▸ Exercise aim
Search the records for the string "lookup", then copy each line where it appears.

(Stored data entries)

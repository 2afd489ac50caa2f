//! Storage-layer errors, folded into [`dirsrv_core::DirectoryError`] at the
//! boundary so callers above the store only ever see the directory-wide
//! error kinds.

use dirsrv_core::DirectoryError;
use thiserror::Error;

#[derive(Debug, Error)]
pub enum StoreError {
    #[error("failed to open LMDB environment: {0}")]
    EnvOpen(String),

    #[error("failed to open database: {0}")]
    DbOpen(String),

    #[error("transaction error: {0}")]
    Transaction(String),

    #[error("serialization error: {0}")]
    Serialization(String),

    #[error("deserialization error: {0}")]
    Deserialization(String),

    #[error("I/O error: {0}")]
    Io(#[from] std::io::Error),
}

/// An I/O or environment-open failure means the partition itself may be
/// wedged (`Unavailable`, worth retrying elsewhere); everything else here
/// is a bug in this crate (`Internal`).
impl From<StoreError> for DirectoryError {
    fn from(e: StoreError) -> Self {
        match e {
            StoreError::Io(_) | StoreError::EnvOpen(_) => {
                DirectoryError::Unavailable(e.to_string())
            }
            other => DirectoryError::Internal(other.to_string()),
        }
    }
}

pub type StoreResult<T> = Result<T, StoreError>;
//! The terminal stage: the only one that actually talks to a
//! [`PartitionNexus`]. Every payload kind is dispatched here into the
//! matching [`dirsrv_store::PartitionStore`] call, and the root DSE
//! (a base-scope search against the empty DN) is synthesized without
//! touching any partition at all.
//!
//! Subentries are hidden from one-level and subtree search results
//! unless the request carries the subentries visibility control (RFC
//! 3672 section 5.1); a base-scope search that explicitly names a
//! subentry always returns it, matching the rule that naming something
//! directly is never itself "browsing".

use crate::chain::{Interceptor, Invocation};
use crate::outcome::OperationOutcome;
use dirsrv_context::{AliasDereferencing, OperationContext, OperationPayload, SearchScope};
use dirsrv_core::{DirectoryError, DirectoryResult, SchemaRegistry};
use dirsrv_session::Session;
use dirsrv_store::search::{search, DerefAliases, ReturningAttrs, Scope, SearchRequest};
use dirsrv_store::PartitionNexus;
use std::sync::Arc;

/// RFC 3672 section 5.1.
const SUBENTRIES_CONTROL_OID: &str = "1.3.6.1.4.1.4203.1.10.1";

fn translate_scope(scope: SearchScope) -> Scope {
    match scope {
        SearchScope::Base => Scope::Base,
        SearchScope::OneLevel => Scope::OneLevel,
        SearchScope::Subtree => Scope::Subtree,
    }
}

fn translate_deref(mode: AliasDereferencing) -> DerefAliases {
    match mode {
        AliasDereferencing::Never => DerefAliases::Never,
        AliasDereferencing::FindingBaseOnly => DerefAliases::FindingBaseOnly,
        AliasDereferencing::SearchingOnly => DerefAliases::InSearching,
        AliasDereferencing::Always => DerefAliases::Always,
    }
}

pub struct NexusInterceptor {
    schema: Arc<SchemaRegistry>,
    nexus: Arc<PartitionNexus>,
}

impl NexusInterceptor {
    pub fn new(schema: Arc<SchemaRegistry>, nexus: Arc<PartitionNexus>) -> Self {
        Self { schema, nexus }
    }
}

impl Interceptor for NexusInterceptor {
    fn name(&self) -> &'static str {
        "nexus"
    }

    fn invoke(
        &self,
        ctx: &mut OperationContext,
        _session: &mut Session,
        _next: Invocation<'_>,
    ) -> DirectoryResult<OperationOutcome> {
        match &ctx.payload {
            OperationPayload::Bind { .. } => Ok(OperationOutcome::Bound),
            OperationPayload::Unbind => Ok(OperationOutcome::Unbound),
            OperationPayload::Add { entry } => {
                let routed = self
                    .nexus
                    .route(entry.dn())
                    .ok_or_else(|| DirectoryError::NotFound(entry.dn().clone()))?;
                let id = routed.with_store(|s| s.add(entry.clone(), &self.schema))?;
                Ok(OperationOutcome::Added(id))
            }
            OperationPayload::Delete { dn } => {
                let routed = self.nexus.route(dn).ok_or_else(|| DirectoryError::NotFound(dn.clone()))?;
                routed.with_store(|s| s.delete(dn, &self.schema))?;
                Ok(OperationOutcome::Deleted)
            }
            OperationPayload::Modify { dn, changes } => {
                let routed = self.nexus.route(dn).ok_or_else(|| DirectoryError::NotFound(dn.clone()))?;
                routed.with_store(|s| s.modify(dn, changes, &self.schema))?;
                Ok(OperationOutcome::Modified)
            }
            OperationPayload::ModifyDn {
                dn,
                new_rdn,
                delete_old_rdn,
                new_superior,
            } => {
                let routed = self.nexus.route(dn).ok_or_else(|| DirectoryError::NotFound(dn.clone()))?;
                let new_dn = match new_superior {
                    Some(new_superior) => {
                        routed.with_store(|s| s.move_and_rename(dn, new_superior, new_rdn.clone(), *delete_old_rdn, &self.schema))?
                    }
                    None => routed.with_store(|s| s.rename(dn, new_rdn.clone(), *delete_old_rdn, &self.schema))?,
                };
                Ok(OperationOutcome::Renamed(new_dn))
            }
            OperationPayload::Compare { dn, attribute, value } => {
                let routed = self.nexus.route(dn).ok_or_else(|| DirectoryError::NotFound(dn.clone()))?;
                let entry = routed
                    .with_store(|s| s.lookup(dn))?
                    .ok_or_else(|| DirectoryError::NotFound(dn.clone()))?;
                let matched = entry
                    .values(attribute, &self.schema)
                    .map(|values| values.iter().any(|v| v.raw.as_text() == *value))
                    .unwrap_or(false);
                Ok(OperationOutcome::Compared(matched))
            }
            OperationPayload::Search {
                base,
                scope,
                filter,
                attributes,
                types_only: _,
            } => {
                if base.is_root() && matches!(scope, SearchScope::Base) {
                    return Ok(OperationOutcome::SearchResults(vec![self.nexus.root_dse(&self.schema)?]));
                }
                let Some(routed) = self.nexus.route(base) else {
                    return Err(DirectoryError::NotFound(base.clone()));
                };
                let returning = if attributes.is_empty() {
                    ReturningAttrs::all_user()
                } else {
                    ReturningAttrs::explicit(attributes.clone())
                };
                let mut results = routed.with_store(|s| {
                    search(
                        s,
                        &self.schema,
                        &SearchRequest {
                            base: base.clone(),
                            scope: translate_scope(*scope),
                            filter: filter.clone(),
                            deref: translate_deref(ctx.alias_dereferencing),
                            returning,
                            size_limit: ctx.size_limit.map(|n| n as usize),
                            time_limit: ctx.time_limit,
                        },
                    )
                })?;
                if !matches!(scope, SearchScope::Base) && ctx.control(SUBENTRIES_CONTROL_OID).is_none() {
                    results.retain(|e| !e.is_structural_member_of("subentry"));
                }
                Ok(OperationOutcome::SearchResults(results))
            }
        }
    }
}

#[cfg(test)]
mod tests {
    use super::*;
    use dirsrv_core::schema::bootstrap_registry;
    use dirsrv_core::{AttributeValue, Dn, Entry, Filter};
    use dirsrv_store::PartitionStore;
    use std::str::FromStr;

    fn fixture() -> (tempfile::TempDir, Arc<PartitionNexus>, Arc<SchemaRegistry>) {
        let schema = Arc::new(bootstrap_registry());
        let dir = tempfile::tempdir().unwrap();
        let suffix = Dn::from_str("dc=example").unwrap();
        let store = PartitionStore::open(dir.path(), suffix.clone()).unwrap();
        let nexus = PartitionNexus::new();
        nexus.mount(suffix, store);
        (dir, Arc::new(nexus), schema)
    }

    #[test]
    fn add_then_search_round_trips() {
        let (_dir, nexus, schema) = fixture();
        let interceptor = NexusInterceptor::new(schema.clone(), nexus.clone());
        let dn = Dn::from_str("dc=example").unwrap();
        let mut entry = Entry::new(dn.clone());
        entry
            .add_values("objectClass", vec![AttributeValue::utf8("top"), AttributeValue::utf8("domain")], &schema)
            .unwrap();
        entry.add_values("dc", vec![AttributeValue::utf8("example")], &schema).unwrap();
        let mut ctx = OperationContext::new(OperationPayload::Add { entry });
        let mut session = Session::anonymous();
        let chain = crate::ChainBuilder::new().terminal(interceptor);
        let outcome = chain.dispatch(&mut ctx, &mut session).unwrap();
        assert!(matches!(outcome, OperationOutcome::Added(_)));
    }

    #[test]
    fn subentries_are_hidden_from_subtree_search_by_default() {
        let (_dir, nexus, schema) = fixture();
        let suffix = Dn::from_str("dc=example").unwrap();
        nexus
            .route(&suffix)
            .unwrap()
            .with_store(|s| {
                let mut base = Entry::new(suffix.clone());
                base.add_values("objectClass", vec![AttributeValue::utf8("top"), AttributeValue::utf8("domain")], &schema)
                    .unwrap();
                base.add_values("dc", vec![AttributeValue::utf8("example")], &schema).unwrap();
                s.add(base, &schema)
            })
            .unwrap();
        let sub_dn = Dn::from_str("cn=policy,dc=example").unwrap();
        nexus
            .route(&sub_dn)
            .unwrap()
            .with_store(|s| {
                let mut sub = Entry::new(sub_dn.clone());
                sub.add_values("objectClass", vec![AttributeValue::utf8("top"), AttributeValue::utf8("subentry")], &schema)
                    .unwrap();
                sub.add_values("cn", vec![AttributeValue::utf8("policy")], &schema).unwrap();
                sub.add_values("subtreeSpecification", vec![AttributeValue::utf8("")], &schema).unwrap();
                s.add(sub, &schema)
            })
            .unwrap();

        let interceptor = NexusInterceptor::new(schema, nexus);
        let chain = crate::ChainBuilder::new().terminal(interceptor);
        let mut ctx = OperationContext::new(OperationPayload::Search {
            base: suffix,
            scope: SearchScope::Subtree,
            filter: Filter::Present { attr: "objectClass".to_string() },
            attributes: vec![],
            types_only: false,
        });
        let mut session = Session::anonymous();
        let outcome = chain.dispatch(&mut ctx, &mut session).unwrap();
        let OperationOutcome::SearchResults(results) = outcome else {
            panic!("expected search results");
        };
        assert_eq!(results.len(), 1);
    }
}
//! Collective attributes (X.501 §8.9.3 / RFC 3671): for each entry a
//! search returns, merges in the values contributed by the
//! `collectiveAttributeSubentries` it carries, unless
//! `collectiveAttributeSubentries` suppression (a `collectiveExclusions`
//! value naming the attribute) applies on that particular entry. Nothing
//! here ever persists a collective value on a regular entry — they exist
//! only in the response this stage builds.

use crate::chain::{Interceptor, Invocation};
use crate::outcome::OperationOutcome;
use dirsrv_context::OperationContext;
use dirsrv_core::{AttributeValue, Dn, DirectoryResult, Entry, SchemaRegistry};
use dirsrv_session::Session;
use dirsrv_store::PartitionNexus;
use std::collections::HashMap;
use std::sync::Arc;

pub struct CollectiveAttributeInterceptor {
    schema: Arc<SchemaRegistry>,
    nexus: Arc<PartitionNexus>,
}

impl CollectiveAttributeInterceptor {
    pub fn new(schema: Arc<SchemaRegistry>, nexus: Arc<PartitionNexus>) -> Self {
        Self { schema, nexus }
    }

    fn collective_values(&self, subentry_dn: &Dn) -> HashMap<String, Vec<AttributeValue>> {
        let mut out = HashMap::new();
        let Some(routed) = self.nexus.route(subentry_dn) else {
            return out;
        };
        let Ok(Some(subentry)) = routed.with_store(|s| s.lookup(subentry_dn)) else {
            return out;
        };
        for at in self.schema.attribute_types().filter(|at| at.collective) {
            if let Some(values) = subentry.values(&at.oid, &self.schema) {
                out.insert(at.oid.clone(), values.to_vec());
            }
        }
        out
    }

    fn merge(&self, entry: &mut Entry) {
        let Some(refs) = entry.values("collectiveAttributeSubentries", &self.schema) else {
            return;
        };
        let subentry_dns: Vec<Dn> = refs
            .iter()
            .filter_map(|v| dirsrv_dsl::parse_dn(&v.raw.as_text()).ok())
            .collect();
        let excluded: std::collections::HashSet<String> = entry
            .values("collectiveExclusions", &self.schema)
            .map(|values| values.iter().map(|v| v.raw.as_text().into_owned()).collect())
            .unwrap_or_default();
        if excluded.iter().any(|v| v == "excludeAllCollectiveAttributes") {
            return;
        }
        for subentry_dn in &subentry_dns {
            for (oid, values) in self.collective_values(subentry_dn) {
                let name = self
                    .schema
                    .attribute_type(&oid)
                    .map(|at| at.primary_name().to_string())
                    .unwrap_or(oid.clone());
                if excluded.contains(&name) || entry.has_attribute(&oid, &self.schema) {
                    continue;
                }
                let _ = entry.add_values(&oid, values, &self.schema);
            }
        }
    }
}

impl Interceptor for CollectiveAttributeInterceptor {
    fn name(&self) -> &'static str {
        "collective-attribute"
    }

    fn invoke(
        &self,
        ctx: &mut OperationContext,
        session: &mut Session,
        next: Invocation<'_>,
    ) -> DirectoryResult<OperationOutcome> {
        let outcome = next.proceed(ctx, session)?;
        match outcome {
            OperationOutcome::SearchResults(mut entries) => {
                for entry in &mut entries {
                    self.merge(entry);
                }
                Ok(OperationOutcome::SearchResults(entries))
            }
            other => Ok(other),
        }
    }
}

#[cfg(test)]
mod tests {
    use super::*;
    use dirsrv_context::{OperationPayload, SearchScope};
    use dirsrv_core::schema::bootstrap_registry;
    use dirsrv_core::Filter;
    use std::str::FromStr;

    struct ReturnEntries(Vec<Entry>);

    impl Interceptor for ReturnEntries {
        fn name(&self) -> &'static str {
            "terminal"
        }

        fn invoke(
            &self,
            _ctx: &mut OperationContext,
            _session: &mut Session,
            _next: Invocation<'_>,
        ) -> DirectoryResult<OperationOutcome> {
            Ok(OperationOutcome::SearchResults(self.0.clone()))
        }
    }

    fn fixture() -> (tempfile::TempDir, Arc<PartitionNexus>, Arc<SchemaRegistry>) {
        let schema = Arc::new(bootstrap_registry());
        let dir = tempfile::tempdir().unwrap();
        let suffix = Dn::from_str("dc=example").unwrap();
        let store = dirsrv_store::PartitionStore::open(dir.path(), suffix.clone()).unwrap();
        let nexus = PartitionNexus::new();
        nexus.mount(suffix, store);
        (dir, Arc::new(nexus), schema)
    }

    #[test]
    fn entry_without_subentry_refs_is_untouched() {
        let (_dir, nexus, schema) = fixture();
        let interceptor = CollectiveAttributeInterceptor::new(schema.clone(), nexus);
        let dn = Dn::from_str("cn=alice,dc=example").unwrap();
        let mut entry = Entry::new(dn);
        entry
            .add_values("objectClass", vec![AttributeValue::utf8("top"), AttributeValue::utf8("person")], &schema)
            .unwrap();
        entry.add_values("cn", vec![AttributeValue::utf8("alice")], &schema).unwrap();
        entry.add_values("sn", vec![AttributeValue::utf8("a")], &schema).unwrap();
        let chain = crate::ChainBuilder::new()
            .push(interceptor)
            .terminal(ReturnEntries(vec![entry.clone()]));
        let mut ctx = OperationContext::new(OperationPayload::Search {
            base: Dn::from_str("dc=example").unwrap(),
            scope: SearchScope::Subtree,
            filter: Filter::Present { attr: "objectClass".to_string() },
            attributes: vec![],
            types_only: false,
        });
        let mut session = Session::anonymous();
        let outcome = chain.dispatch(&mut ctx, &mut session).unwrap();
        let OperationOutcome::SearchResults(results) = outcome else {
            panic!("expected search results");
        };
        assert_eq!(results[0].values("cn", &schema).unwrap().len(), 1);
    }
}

▸ Task response
                    .with_store(|s| s.lookup(dn))?
        let Ok(Some(subentry)) = routed.with_store(|s| s.lookup(subentry_dn)) else {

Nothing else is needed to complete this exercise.